[What to produce]: Give the number of lines that contain "Sender" in the listing, and write nothing else.

[Extracted records]:
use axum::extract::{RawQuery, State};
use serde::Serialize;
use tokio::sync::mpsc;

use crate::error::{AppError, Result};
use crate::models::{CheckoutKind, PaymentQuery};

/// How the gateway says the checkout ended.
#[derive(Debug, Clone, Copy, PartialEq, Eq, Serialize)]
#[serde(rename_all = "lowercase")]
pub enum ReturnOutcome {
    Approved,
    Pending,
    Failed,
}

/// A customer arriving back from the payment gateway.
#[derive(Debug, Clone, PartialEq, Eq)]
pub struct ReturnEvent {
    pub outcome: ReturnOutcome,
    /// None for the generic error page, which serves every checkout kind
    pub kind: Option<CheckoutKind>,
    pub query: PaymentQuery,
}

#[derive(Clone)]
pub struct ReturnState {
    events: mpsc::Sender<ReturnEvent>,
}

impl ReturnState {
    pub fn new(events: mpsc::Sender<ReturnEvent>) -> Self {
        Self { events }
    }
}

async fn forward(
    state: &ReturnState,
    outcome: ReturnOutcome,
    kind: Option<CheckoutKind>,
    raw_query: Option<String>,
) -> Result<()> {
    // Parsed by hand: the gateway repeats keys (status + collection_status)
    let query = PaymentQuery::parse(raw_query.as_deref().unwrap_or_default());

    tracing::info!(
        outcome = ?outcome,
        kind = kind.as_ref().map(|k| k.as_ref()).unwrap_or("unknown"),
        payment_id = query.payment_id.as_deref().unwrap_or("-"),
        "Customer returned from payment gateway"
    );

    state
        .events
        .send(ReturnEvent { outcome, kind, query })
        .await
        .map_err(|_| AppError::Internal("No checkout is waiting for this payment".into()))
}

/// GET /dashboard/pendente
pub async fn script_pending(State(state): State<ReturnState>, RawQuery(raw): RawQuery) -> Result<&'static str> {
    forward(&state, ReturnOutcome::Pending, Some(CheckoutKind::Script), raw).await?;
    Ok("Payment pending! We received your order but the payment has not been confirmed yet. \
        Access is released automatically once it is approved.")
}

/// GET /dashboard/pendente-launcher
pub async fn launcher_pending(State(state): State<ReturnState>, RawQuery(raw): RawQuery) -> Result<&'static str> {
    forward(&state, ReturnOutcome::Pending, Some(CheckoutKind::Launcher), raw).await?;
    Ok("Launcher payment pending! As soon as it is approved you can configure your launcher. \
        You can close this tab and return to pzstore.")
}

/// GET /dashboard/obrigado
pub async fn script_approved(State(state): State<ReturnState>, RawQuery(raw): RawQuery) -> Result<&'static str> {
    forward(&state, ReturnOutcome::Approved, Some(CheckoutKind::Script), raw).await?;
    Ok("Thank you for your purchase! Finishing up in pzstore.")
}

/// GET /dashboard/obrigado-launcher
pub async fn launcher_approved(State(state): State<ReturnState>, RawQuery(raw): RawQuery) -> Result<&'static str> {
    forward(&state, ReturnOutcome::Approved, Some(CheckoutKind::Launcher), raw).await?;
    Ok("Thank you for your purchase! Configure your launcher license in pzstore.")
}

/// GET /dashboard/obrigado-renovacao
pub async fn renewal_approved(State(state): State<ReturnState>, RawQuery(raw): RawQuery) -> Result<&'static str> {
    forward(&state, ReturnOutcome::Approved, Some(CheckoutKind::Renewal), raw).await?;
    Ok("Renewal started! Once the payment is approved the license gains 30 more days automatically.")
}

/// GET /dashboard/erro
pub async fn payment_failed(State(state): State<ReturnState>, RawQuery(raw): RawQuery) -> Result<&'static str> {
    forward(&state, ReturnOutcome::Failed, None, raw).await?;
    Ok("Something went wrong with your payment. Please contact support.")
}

[Solution to this problem]: 2